[Stored data entries]
Segment Open

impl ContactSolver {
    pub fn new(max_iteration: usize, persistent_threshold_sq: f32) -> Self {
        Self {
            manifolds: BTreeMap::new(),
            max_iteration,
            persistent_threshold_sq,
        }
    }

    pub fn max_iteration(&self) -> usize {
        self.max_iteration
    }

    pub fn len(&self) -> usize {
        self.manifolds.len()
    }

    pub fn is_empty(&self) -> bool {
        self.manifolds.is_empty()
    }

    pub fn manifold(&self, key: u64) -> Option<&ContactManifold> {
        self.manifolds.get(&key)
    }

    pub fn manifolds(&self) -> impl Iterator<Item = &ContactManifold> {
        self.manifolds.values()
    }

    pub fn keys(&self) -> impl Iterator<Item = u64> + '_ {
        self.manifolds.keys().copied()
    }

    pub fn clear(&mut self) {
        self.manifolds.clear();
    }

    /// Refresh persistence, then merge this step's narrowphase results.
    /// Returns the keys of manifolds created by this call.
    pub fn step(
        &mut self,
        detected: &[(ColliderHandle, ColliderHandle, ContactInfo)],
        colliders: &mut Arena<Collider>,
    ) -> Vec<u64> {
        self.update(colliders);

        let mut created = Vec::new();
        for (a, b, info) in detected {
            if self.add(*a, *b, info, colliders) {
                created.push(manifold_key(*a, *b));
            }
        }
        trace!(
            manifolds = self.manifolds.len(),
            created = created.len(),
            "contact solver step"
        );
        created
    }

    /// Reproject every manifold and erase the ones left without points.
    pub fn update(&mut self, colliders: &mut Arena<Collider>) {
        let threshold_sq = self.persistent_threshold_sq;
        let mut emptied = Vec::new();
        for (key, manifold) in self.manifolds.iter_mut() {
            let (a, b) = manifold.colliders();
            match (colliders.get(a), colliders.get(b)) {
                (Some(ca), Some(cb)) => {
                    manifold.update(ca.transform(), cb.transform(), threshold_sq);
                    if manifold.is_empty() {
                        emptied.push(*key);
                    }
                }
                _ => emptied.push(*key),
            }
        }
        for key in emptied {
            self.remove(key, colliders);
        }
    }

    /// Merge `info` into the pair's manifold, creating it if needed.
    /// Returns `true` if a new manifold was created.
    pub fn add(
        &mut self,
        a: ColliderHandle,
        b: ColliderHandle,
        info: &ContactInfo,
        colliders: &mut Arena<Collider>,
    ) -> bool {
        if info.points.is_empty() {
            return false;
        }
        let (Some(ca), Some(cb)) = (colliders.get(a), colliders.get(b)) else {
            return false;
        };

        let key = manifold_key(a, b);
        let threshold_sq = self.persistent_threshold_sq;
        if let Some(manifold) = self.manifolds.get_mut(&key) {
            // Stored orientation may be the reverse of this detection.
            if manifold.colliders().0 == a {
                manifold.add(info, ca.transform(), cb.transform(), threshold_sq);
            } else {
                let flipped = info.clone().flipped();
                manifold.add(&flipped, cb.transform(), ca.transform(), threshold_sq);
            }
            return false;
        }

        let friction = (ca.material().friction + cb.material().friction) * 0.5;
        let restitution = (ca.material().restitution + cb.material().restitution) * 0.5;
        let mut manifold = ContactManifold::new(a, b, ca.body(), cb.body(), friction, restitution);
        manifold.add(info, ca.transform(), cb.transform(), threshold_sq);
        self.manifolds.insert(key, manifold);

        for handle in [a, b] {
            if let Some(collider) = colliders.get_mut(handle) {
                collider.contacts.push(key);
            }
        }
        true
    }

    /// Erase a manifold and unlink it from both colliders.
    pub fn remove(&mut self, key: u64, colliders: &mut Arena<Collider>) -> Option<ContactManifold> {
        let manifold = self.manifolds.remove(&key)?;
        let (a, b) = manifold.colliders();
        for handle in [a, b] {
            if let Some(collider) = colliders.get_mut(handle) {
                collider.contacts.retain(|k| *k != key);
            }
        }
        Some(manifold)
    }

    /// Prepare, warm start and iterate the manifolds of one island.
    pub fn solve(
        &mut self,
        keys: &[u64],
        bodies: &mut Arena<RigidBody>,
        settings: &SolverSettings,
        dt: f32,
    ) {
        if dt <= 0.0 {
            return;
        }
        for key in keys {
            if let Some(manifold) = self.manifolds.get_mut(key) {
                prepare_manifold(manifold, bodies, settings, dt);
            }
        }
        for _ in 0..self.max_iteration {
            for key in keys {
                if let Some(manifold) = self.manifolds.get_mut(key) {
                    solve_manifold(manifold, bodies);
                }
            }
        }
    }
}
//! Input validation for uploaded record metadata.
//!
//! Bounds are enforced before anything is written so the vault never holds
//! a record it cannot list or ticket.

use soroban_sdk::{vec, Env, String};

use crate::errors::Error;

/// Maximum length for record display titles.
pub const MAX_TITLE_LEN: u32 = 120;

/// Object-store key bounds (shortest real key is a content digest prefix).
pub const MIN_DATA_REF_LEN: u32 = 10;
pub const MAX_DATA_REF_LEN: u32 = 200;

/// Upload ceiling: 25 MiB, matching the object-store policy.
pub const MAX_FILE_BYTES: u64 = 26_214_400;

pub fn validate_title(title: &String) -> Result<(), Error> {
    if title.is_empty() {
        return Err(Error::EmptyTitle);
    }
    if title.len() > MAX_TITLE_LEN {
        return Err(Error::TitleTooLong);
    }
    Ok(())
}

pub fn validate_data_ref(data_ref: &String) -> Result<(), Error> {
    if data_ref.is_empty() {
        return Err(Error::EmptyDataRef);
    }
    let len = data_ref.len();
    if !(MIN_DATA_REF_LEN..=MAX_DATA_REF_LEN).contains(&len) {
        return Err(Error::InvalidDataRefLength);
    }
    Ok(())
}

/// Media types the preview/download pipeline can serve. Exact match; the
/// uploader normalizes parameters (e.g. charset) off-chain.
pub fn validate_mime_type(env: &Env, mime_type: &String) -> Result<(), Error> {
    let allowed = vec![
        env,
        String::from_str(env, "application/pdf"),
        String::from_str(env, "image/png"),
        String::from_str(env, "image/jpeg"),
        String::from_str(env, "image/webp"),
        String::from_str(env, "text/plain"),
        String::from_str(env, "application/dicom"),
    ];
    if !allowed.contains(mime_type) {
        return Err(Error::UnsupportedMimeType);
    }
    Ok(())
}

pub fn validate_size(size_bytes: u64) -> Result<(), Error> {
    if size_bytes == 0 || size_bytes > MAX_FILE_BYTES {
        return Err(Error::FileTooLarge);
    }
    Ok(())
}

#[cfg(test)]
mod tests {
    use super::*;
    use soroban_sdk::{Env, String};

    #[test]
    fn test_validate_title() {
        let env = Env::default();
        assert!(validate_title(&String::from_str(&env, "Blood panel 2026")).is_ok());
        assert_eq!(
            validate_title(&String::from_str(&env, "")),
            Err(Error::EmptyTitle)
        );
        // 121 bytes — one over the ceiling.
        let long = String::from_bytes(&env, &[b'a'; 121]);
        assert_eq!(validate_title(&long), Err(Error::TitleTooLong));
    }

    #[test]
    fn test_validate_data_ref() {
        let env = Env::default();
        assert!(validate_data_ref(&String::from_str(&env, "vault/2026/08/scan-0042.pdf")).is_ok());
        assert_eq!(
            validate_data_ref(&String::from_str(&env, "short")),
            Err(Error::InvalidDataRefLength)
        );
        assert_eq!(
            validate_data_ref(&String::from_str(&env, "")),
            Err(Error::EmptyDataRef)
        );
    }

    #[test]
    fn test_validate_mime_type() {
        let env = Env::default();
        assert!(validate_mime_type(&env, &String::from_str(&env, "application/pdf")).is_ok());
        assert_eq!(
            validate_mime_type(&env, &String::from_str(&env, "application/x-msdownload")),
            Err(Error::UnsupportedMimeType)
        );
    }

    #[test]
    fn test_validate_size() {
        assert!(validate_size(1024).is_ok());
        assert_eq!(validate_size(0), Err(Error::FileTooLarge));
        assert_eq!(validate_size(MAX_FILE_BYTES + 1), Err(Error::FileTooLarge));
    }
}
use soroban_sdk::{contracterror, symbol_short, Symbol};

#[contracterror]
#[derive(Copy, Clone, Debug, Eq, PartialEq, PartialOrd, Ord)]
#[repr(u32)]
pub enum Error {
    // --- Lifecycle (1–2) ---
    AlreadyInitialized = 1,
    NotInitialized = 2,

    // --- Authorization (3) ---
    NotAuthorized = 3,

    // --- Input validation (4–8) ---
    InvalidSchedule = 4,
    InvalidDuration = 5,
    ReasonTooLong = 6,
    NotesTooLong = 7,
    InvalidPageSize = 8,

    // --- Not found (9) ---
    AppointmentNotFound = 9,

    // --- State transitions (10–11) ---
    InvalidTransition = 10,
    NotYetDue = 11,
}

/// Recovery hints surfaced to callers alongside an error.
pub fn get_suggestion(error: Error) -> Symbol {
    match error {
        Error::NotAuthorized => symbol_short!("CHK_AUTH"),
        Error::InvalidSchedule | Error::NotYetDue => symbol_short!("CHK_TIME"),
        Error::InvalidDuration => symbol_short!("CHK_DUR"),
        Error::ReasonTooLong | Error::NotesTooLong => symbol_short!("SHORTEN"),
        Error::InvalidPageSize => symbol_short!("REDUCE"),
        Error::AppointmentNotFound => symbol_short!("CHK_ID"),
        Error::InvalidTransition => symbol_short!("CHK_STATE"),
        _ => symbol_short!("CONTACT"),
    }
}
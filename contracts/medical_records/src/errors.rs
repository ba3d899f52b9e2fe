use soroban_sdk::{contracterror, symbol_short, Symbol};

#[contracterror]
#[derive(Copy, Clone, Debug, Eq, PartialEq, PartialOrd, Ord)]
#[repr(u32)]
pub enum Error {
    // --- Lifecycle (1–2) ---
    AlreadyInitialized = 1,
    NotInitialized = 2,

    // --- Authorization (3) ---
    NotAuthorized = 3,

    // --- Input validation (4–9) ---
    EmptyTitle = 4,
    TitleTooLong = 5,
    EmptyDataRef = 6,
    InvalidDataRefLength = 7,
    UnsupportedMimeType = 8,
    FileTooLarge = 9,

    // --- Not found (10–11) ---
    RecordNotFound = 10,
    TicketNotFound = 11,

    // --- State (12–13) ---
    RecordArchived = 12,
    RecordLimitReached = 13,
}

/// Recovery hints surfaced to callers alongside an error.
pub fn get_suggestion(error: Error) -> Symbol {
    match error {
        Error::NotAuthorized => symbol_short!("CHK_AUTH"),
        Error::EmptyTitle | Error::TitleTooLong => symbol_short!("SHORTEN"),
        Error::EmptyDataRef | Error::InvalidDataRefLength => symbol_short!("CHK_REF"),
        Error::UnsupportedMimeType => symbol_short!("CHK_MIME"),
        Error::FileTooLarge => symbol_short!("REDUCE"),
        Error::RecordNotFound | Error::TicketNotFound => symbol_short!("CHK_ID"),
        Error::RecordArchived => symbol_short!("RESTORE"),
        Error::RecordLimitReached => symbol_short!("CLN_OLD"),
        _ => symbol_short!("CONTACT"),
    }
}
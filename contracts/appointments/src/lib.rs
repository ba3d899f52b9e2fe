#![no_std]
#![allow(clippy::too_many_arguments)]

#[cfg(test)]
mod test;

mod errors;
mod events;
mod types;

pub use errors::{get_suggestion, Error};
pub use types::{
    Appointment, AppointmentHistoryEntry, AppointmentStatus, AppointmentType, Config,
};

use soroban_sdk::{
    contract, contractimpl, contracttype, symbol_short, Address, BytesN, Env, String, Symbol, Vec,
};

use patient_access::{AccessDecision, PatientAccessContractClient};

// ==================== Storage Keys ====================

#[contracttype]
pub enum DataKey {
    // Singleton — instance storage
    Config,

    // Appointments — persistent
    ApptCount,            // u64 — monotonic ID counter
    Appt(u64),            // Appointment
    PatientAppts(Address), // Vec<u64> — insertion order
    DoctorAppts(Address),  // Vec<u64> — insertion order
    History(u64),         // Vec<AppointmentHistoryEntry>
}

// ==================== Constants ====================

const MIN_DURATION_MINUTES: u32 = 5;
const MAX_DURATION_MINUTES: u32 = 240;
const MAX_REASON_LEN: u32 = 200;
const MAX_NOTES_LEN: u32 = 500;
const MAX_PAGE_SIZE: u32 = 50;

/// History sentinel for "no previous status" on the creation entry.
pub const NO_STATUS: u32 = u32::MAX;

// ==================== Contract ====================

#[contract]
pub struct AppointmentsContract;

Segment Closed

◆ **TASK DIRECTIONS**
From the records above, print exactly the lines that run from the line with "pub fn update(&mut" to the line with "manifold.update(ca.transform(), cb.transform(), threshold_sq);", inclusive.

◆ **EXERCISE SOLUTION**
    pub fn update(&mut self, colliders: &mut Arena<Collider>) {
        let threshold_sq = self.persistent_threshold_sq;
        let mut emptied = Vec::new();
        for (key, manifold) in self.manifolds.iter_mut() {
            let (a, b) = manifold.colliders();
            match (colliders.get(a), colliders.get(b)) {
                (Some(ca), Some(cb)) => {
                    manifold.update(ca.transform(), cb.transform(), threshold_sq);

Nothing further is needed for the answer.